3.2. Strengths, weaknesses, benefits and risks of identification

For each system they reported using, respondents were asked to indicate the extent of their agreement with nine propositions covering issues such as ease of use, impact on quality of care, and views of staff, patients and carers. Table 4 and Figure 3 present the aggregate responses to these questions across all systems in use. Responses were largely positive about key functions of the identifiers: they were seen as easy to notice (n = 200/263, 76%, agreed or somewhat agreed), as helpful to staff (n = 219/264, 83%), and as benefitting patient safety (n = 179/262, 68%), as well as being easy‐to‐use (n = 217/263, 83%). Perhaps reflecting uncertainty about the views of patients, 62% (n = 162/263) neither agreed nor disagreed with the statement ‘patients like [identifier]’. There appeared to be less uncertainty about a similar statement for carers, with 40% of responses (n = 105/264) indicating ‘neither agree nor disagree’. Responses suggested some challenges in implementation of identifier systems. Some related to supply chains, with a quarter (n = 64/263, 24%) disagreeing or somewhat disagreeing that there were no supply issues.
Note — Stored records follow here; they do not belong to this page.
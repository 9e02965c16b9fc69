//! Conversation sessions and the self-expiring session store.
//!
//! Lock layering: the store mutex guards the map's shape
//! (insert/remove/iterate), each session's history mutex guards its
//! messages for the duration of one request (including the outbound
//! completion call, so requests on one session serialize), and
//! `last_seen` sits behind its own cheap lock so the sweeper can take a
//! point-in-time read without waiting on an in-flight request. Never
//! hold the store lock while awaiting.

use std::collections::HashMap;
use std::sync::{Arc, Mutex as StdMutex, PoisonError, RwLock};
use std::time::{Duration, Instant};

use serde::{Deserialize, Serialize};
use tokio::sync::{watch, Mutex, MutexGuard};
use tokio::task::JoinHandle;
use tokio::time::MissedTickBehavior;

/// Who authored a message.
#[derive(Debug, Clone, Copy, PartialEq, Eq, Serialize, Deserialize)]
#[serde(rename_all = "lowercase")]
pub enum Role {
    System,
    User,
    Assistant,
}

impl Role {
    /// Label used when flattening history into prompt text.
    pub const fn as_str(self) -> &'static str {
        match self {
            Self::System => "System",
            Self::User => "User",
            Self::Assistant => "Assistant",
        }
    }
}

/// One turn of a conversation. Immutable once appended.
#[derive(Debug, Clone, PartialEq, Eq, Serialize, Deserialize)]
pub struct Message {
    pub role: Role,
    pub content: String,
}

impl Message {
    pub fn system(content: impl Into<String>) -> Self {
        Self {
            role: Role::System,
            content: content.into(),
        }
    }

    pub fn user(content: impl Into<String>) -> Self {
        Self {
            role: Role::User,
            content: content.into(),
        }
    }

    pub fn assistant(content: impl Into<String>) -> Self {
        Self {
            role: Role::Assistant,
            content: content.into(),
        }
    }
}

/// Ordered message history of one session.
///
/// The first entry is always the system message seeded at creation; it
/// survives truncation and is never reordered.
#[derive(Debug)]
pub struct History(Vec<Message>);

impl History {
    fn seeded(base_prompt: &str) -> Self {
        Self(vec![Message::system(base_prompt)])
    }

    /// Append a message to the end of the history.
    pub fn append(&mut self, message: Message) {
        self.0.push(message);
    }

    /// Bound the history to `max_len` messages.
    ///
    /// When over the cap, retains the system message plus the most
    /// recent `max_len - 1` entries, discarding the older middle.
    /// Returns whether anything was discarded.
    pub fn truncate_if_needed(&mut self, max_len: usize) -> bool {
        if max_len == 0 || self.0.len() <= max_len {
            return false;
        }
        let keep_from = self.0.len() - (max_len - 1);
        self.0.drain(1..keep_from);
        true
    }

    pub fn messages(&self) -> &[Message] {
        &self.0
    }

    pub fn len(&self) -> usize {
        self.0.len()
    }

    pub fn is_empty(&self) -> bool {
        self.0.is_empty()
    }
}

/// A single conversation: its history plus a last-activity timestamp.
pub struct Session {
    id: String,
    history: Mutex<History>,
    last_seen: RwLock<Instant>,
}

impl Session {
    fn new(id: &str, base_prompt: &str) -> Self {
        Self {
            id: id.to_string(),
            history: Mutex::new(History::seeded(base_prompt)),
            last_seen: RwLock::new(Instant::now()),
        }
    }

    pub fn id(&self) -> &str {
        &self.id
    }

    /// Take exclusive ownership of the history for one request.
    ///
    /// The guard is held across the outbound completion call, so
    /// concurrent requests on the same session serialize here.
    pub async fn history(&self) -> MutexGuard<'_, History> {
        self.history.lock().await
    }

    /// Refresh the last-activity timestamp.
    pub fn touch(&self) {
        let mut last_seen = self.last_seen.write().unwrap_or_else(PoisonError::into_inner);
        *last_seen = Instant::now();
    }

    /// Point-in-time read of the last-activity timestamp.
    pub fn last_seen(&self) -> Instant {
        *self.last_seen.read().unwrap_or_else(PoisonError::into_inner)
    }

    #[cfg(test)]
    fn set_last_seen(&self, instant: Instant) {
        let mut last_seen = self.last_seen.write().unwrap_or_else(PoisonError::into_inner);
        *last_seen = instant;
    }
}

/// Concurrent map of session id to session, with idle eviction.
///
/// Owned explicitly by the server (constructed at startup, swept by a
/// [`Sweeper`] until shutdown); not a process-wide singleton.
pub struct SessionStore {
    sessions: StdMutex<HashMap<String, Arc<Session>>>,
    base_prompt: String,
    idle_timeout: Duration,
}

impl SessionStore {
    pub fn new(base_prompt: impl Into<String>, idle_timeout: Duration) -> Self {
        Self {
            sessions: StdMutex::new(HashMap::new()),
            base_prompt: base_prompt.into(),
            idle_timeout,
        }
    }

    /// Return the session for `id`, creating it on first sight.
    ///
    /// Concurrent callers for the same id all observe one instance: the
    /// map is consulted and populated under the store lock.
    pub fn get_or_create(&self, id: &str) -> Arc<Session> {
        let mut sessions = self
            .sessions
            .lock()
            .unwrap_or_else(PoisonError::into_inner);

        if let Some(session) = sessions.get(id) {
            session.touch();
            tracing::debug!(session_id = %id, "session accessed");
            return Arc::clone(session);
        }

        let session = Arc::new(Session::new(id, &self.base_prompt));
        sessions.insert(id.to_string(), Arc::clone(&session));
        tracing::info!(session_id = %id, "created new session");
        session
    }

    /// Look up a session without creating or touching it.
    pub fn get(&self, id: &str) -> Option<Arc<Session>> {
        self.sessions
            .lock()
            .unwrap_or_else(PoisonError::into_inner)
            .get(id)
            .cloned()
    }

    /// Remove every session idle longer than `timeout` as of `now`.
    ///
    /// Only reads each session's `last_seen`; never waits on a history
    /// lock, so sessions mid-request are judged by their timestamp and
    /// active conversations are not starved.
    pub fn sweep(&self, now: Instant, timeout: Duration) -> usize {
        let mut sessions = self
            .sessions
            .lock()
            .unwrap_or_else(PoisonError::into_inner);

        let before = sessions.len();
        sessions.retain(|_, session| now.saturating_duration_since(session.last_seen()) <= timeout);
        before - sessions.len()
    }

    pub fn len(&self) -> usize {
        self.sessions
            .lock()
            .unwrap_or_else(PoisonError::into_inner)
            .len()
    }

    pub fn is_empty(&self) -> bool {
        self.len() == 0
    }

    pub const fn idle_timeout(&self) -> Duration {
        self.idle_timeout
    }
}

/// Handle to the background eviction loop.
///
/// Dropping the handle without calling [`Sweeper::shutdown`] aborts
/// nothing; the loop keeps the store's `Arc` alive until the runtime
/// stops. Shut down explicitly at process exit.
pub struct Sweeper {
    shutdown_tx: watch::Sender<bool>,
    handle: StdMutex<Option<JoinHandle<()>>>,
}

impl Sweeper {
    /// Spawn the periodic sweep task for `store`.
    pub fn spawn(store: Arc<SessionStore>, interval: Duration) -> Self {
        let (shutdown_tx, mut shutdown_rx) = watch::channel(false);

        let handle = tokio::spawn(async move {
            let mut ticker = tokio::time::interval(interval);
            ticker.set_missed_tick_behavior(MissedTickBehavior::Skip);

            loop {
                tokio::select! {
                    _ = ticker.tick() => {
                        let timeout = store.idle_timeout();
                        let removed = store.sweep(Instant::now(), timeout);
                        if removed > 0 {
                            tracing::info!(
                                removed,
                                timeout_secs = timeout.as_secs(),
                                "evicted idle sessions"
                            );
                        }
                    }
                    _ = shutdown_rx.changed() => break,
                }
            }
        });

        Self {
            shutdown_tx,
            handle: StdMutex::new(Some(handle)),
        }
    }

    /// Signal the sweep loop and wait for it to exit.
    ///
    /// Idempotent: later calls find the task already joined and return
    /// immediately.
    pub async fn shutdown(&self) {
        let _ = self.shutdown_tx.send(true);
        let handle = self
            .handle
            .lock()
            .unwrap_or_else(PoisonError::into_inner)
            .take();
        if let Some(handle) = handle {
            let _ = handle.await;
        }
    }
}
Forty‐one per cent (n = 108/264) agreed or somewhat agreed that identifiers were used consistently.

TABLE 4.

Responses to propositions regarding advantages and disadvantages of identifier systems, aggregated for all systems

Proposition Disagree Somewhat disagree Neutral Somewhat agree Agree
It is easy to notice 12 (5%) 28 (11%) 23 (9%) 76 (29%) 124 (47%)
It is easy to use 4 (2%) 14 (5%) 28 (11%) 62 (24%) 155 (59%)
It is helpful to staff 3 (1%) 10 (4%) 32 (12%) 58 (22%) 161 (61%)
Patients like it 8 (3%) 6 (2%) 162 (62%) 40 (15%) 47 (18%)
Carers like it 6 (2%) 3 (1%) 105 (40%) 68 (26%) 82 (31%)
No supply issues 33 (13%) 31 (12%) 90 (34%) 47 (18%) 62 (24%)
It is used consistently 47 (18%) 54 (20%) 55 (21%) 66 (25%) 42 (16%)
It improves safety 12 (5%) 7 (3%) 64 (24%) 87 (33%) 92 (35%)
It is discreet 22 (8%) 24 (9%) 57 (22%) 81 (31%) 77 (30%)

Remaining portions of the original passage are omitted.